» **Problem statement**: Anywhere the string "borrowed" shows up in the listing below, copy the line it is in.
*** Provided information Section Begins ***
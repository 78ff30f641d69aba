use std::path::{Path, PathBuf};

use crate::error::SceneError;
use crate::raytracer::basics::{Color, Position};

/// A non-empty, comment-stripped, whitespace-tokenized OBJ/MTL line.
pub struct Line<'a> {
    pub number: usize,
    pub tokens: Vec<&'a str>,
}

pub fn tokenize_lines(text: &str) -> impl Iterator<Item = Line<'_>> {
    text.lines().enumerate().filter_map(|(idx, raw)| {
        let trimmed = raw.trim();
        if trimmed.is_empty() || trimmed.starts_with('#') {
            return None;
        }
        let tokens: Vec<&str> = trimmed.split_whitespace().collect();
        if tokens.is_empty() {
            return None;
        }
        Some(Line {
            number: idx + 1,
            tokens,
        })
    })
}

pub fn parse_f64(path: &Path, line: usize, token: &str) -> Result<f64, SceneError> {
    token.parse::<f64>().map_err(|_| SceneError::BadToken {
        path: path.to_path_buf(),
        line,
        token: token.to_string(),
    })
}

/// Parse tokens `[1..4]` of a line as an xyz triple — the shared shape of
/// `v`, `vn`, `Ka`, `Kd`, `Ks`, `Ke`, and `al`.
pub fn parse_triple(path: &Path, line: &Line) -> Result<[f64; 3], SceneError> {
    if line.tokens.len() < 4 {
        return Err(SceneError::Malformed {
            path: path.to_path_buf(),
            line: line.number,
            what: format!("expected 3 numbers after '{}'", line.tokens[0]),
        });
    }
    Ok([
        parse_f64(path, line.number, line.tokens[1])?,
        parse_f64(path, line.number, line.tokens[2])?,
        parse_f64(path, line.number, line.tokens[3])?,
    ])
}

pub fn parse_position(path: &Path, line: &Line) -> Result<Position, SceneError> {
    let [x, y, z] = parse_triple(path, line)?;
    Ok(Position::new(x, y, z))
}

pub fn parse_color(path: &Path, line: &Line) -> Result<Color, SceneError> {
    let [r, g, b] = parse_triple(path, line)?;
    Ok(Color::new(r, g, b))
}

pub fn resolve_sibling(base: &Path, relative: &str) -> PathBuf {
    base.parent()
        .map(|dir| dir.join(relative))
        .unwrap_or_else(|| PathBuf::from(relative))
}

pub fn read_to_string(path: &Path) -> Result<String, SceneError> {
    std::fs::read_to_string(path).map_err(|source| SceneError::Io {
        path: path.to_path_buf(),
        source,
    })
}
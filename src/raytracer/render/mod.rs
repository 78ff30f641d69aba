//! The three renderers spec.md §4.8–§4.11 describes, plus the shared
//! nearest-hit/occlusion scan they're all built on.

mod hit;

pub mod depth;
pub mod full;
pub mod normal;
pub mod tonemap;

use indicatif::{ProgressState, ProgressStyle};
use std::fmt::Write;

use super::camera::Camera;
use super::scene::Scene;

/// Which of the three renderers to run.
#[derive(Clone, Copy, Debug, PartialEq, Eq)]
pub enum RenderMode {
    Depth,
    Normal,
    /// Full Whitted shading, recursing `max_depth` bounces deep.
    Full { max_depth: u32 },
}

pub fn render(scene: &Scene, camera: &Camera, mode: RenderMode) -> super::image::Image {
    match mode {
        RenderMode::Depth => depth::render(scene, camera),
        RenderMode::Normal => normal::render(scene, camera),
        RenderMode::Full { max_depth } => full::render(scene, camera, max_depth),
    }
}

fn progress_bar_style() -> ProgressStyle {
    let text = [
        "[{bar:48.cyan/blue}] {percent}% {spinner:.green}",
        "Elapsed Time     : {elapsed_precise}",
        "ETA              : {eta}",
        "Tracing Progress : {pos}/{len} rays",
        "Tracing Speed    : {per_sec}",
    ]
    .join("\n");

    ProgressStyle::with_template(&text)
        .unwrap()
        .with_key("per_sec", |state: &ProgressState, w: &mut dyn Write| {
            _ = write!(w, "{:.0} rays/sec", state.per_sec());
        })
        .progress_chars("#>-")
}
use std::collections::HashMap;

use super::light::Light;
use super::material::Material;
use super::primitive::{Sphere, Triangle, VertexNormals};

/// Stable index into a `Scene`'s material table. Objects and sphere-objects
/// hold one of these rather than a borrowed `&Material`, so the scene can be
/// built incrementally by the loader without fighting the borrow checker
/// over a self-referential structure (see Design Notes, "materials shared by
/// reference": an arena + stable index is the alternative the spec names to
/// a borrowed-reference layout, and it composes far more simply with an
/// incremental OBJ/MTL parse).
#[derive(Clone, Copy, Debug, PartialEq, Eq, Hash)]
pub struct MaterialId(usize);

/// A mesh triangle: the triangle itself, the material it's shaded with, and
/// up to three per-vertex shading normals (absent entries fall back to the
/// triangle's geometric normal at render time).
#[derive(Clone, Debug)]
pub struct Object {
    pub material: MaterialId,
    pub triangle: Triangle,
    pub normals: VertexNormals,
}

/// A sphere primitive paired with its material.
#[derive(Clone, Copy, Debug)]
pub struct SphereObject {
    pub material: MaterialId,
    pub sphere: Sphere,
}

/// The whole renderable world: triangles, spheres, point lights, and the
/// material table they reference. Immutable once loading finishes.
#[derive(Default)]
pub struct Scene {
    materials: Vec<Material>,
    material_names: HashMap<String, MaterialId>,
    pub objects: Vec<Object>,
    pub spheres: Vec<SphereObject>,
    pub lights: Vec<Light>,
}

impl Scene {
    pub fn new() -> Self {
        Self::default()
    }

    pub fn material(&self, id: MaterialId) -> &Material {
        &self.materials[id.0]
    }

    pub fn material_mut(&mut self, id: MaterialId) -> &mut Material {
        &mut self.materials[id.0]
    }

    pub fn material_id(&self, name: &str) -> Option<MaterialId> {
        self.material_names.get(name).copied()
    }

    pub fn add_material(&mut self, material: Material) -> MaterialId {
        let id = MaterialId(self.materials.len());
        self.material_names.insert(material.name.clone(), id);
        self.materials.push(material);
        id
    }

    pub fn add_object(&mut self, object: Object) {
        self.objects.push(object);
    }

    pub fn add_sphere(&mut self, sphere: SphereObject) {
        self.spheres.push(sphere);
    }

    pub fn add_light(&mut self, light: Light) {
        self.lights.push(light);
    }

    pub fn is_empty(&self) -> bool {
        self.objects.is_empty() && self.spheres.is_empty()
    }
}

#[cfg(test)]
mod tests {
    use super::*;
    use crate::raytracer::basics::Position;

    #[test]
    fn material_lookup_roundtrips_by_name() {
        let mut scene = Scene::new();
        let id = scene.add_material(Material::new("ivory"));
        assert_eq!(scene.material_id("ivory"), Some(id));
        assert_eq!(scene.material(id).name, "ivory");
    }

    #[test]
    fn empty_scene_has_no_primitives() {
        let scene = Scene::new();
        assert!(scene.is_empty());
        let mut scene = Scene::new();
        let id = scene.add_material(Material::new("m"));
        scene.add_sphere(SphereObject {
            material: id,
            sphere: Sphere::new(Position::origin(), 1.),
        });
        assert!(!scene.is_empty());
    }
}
*** Provided information Section Ends ***
» **Problem solution**:
/// hold one of these rather than a borrowed `&Material`, so the scene can be
/// a borrowed-reference layout, and it composes far more simply with an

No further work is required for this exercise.